Мама у Пинечки жизнь прожила на легком дыхании‚ без хандры-зависти‚ с улыбкой просыпаясь к рассвету под бабушкиным лоскутным одеялом. А от мамы и сыну перепало.
Была ночь.
Самая ее верхушечка.
Когда день уходит и не возвращается‚ и остается глядеть вослед и сожалеть о несбывшемся.
Пинечке проснулся‚ как испугался. Как в бок толкнули недобрым кулаком.
Сердце колотилось у горла. Дыхание обрывалось. Жаром обдавало от ног к голове. Волосы ерошило от страха.
Пушка была теплой.
Пушка была подогретой‚ как после всякого выстрела‚ а это значило‚ что Ваничке уже отметил позабытое ныне событие.

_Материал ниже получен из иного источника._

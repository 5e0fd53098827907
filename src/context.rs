// Copyright The Rusted Firmware-A Contributors.
//
// SPDX-License-Identifier: BSD-3-Clause

//! Per-core state and the saved register context of the lower ELs.

use crate::{
    platform::{Platform, PlatformImpl},
    smccc::SmcReturn,
};
use arm_sysregs::read_mpidr_el1;
use core::cell::RefCell;
use percore::{Cores, ExceptionLock, PerCore};

/// Per-core mutable state.
pub type PerCoreState<T> =
    PerCore<[ExceptionLock<RefCell<T>>; PlatformImpl::CORE_COUNT], CoresImpl>;

/// The security state a call came from.
#[derive(Copy, Clone, Debug, Eq, PartialEq)]
#[repr(u32)]
pub enum World {
    /// Secure world.
    Secure = 0,
    /// Normal world.
    NonSecure = 1,
}

/// Implementation of the `Cores` trait to get the index of the current CPU core.
pub struct CoresImpl;

// SAFETY: This implementation never returns the same index for different cores because
// `core_position` is guaranteed not to.
unsafe impl Cores for CoresImpl {
    fn core_index() -> usize {
        PlatformImpl::core_position(read_mpidr_el1().bits())
    }
}

/// AArch64 general purpose register context of a lower EL.
#[derive(Clone, Debug, Eq, PartialEq)]
#[repr(C, align(16))]
pub struct GpRegs {
    /// x0 to x30, and SP_EL0.
    pub registers: [u64; Self::COUNT],
}

impl GpRegs {
    /// The number of (64-bit) registers included in `GpRegs`.
    pub const COUNT: usize = 32;

    /// A context with every register zero.
    pub const EMPTY: Self = Self {
        registers: [0; Self::COUNT],
    };

    /// Writes the given return value to the general-purpose registers.
    ///
    /// Only as many registers as the return value uses are written, starting at x0.
    pub fn write_return_value(&mut self, value: &SmcReturn) {
        for (i, value) in value.values().iter().enumerate() {
            self.registers[i] = *value;
        }
    }
}

/// Registers used by EL3 to return to a lower EL.
#[derive(Clone, Debug, Default, Eq, PartialEq)]
#[repr(C)]
pub struct El3State {
    /// Where the lower EL will resume.
    pub elr_el3: u64,
    /// The PSTATE the lower EL will resume with.
    pub spsr_el3: u64,
}

/// The state of a core at the next lower EL in a given security state.
#[derive(Clone, Debug, Eq, PartialEq)]
#[repr(C)]
pub struct CpuContext {
    /// General purpose registers.
    pub gpregs: GpRegs,
    /// Return state.
    pub el3_state: El3State,
    /// The EL0 stack pointer.
    pub sp_el0: u64,
    /// The EL1 stack pointer.
    pub sp_el1: u64,
}

impl CpuContext {
    /// A context with every register zero.
    pub const EMPTY: Self = Self {
        gpregs: GpRegs::EMPTY,
        el3_state: El3State {
            elr_el3: 0,
            spsr_el3: 0,
        },
        sp_el0: 0,
        sp_el1: 0,
    };
}

#[cfg(test)]
mod tests {
    use super::*;

    #[test]
    fn return_value_only_writes_used_registers() {
        let mut regs = GpRegs::EMPTY;
        regs.registers[..4].copy_from_slice(&[10, 11, 12, 13]);

        regs.write_return_value(&SmcReturn::from([1, 2]));
        assert_eq!(regs.registers[..4], [1, 2, 12, 13]);

        regs.write_return_value(&SmcReturn::EMPTY);
        assert_eq!(regs.registers[..4], [1, 2, 12, 13]);
    }

    #[test]
    fn core_index_from_mpidr() {
        // The fake MPIDR_EL1 reads as zero.
        assert_eq!(CoresImpl::core_index(), 0);
    }
}
//! Upstream fetch
//!
//! Performs the single outbound GET per invocation. Redirects follow the
//! client's defaults; no retry and no timeout are applied here, so a slow
//! upstream runs to completion or failure.

use crate::error::ProxyError;
use hyper::body::Bytes;
use url::Url;

/// A fetched upstream resource.
///
/// Upstream status is intentionally absent: success is always relayed as
/// 200, and transport failures surface as [`ProxyError::Upstream`].
#[derive(Debug)]
pub struct Fetched {
    /// Upstream `Content-Type` header value, empty string when absent
    pub content_type: String,
    pub body: FetchedBody,
}

/// Upstream body, decoded according to the content-type branch.
#[derive(Debug)]
pub enum FetchedBody {
    /// HTML read as text (charset-decoded)
    Text(String),
    /// Everything else read as raw bytes
    Bytes(Bytes),
}

/// Whether a `Content-Type` header value selects the HTML rewrite branch.
pub fn is_html(content_type: &str) -> bool {
    content_type.contains("text/html")
}

/// Issue the outbound GET and read the full body.
pub async fn fetch(
    client: &reqwest::Client,
    target: &Url,
    user_agent: &str,
) -> Result<Fetched, ProxyError> {
    let response = client
        .get(target.as_str())
        .header(reqwest::header::USER_AGENT, user_agent)
        .send()
        .await?;

    let content_type = response
        .headers()
        .get(reqwest::header::CONTENT_TYPE)
        .and_then(|v| v.to_str().ok())
        .unwrap_or("")
        .to_string();

    let body = if is_html(&content_type) {
        FetchedBody::Text(response.text().await?)
    } else {
        FetchedBody::Bytes(response.bytes().await?)
    };

    Ok(Fetched { content_type, body })
}

#[cfg(test)]
mod tests {
    use super::*;

    #[test]
    fn test_is_html() {
        assert!(is_html("text/html"));
        assert!(is_html("text/html; charset=utf-8"));
        assert!(!is_html("image/png"));
        assert!(!is_html("application/json"));
        assert!(!is_html(""));
    }
}
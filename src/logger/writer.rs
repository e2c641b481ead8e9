//! Log writer module
//!
//! Thread-safe log writing to files or stdout/stderr, initialized once at
//! startup.

use std::fs::{File, OpenOptions};
use std::io::{self, Write};
use std::path::Path;
use std::sync::{Mutex, OnceLock};

/// Global log writer instance
static LOG_WRITER: OnceLock<LogWriter> = OnceLock::new();

/// Log output target
enum LogTarget {
    /// Write to stdout
    Stdout,
    /// Write to stderr
    Stderr,
    /// Write to file
    File(Mutex<File>),
}

impl LogTarget {
    fn from_path(path: Option<&str>, fallback: Self) -> io::Result<Self> {
        match path {
            Some(p) => Ok(Self::File(Mutex::new(open_log_file(p)?))),
            None => Ok(fallback),
        }
    }

    fn write_line(&self, message: &str) {
        match self {
            Self::Stdout => println!("{message}"),
            Self::Stderr => eprintln!("{message}"),
            Self::File(file) => {
                if let Ok(mut f) = file.lock() {
                    let _ = writeln!(f, "{message}");
                }
            }
        }
    }
}

/// Thread-safe log writer with separate access and error targets.
pub struct LogWriter {
    access: LogTarget,
    error: LogTarget,
}

impl LogWriter {
    fn new(access_log_file: Option<&str>, error_log_file: Option<&str>) -> io::Result<Self> {
        Ok(Self {
            access: LogTarget::from_path(access_log_file, LogTarget::Stdout)?,
            error: LogTarget::from_path(error_log_file, LogTarget::Stderr)?,
        })
    }

    /// Write to access log (also carries info messages)
    pub fn write_access(&self, message: &str) {
        self.access.write_line(message);
    }

    /// Write to error log
    pub fn write_error(&self, message: &str) {
        self.error.write_line(message);
    }
}

/// Open or create a log file for appending
fn open_log_file(path: &str) -> io::Result<File> {
    if let Some(parent) = Path::new(path).parent() {
        if !parent.as_os_str().is_empty() {
            std::fs::create_dir_all(parent)?;
        }
    }

    OpenOptions::new().create(true).append(true).open(path)
}

/// Initialize the global log writer
///
/// This should be called once at application startup.
/// Returns error if log files cannot be opened.
pub fn init(access_log_file: Option<&str>, error_log_file: Option<&str>) -> io::Result<()> {
    let writer = LogWriter::new(access_log_file, error_log_file)?;
    LOG_WRITER.set(writer).map_err(|_| {
        io::Error::new(
            io::ErrorKind::AlreadyExists,
            "Log writer already initialized",
        )
    })
}

/// Get the global log writer, if initialized
pub fn get() -> Option<&'static LogWriter> {
    LOG_WRITER.get()
}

Пинечке несмело выглянул наружу и увидел неопознанного деда‚ который сидел на лафете и внимательно глядел на него. Глаза у деда посверкивали во тьме и тоже подпугивали.
– Стреляло? – спросил Пинечке.
– Стреляло‚ – подтвердил тот.
– А где я был?
Дед подумал и сказал:
– Вроде‚ храпело внутри.
– А после?
– А после не храпело. У солдата спроси.
Ваничке, инвалидный солдат, принимал в будке захожую гостью и соблазнял под звяканье стаканов:
– Хлебнем теперь квасу и многое себе позволим...
Через немалое время‚ заполненное скрипом лавки и колебанием чувств‚ Ваничке спрашивал:
– С кавалерами прикосновение имели?
А она отвечала жеманно и нараспев:
– Вам со мной не потно?..
Пинечке потоптался возле будки‚ поскребся несмело.
– Чего тебе? – сказали изнутри.
– Ваничке‚ – спросил жалобно. – Ты стрелял?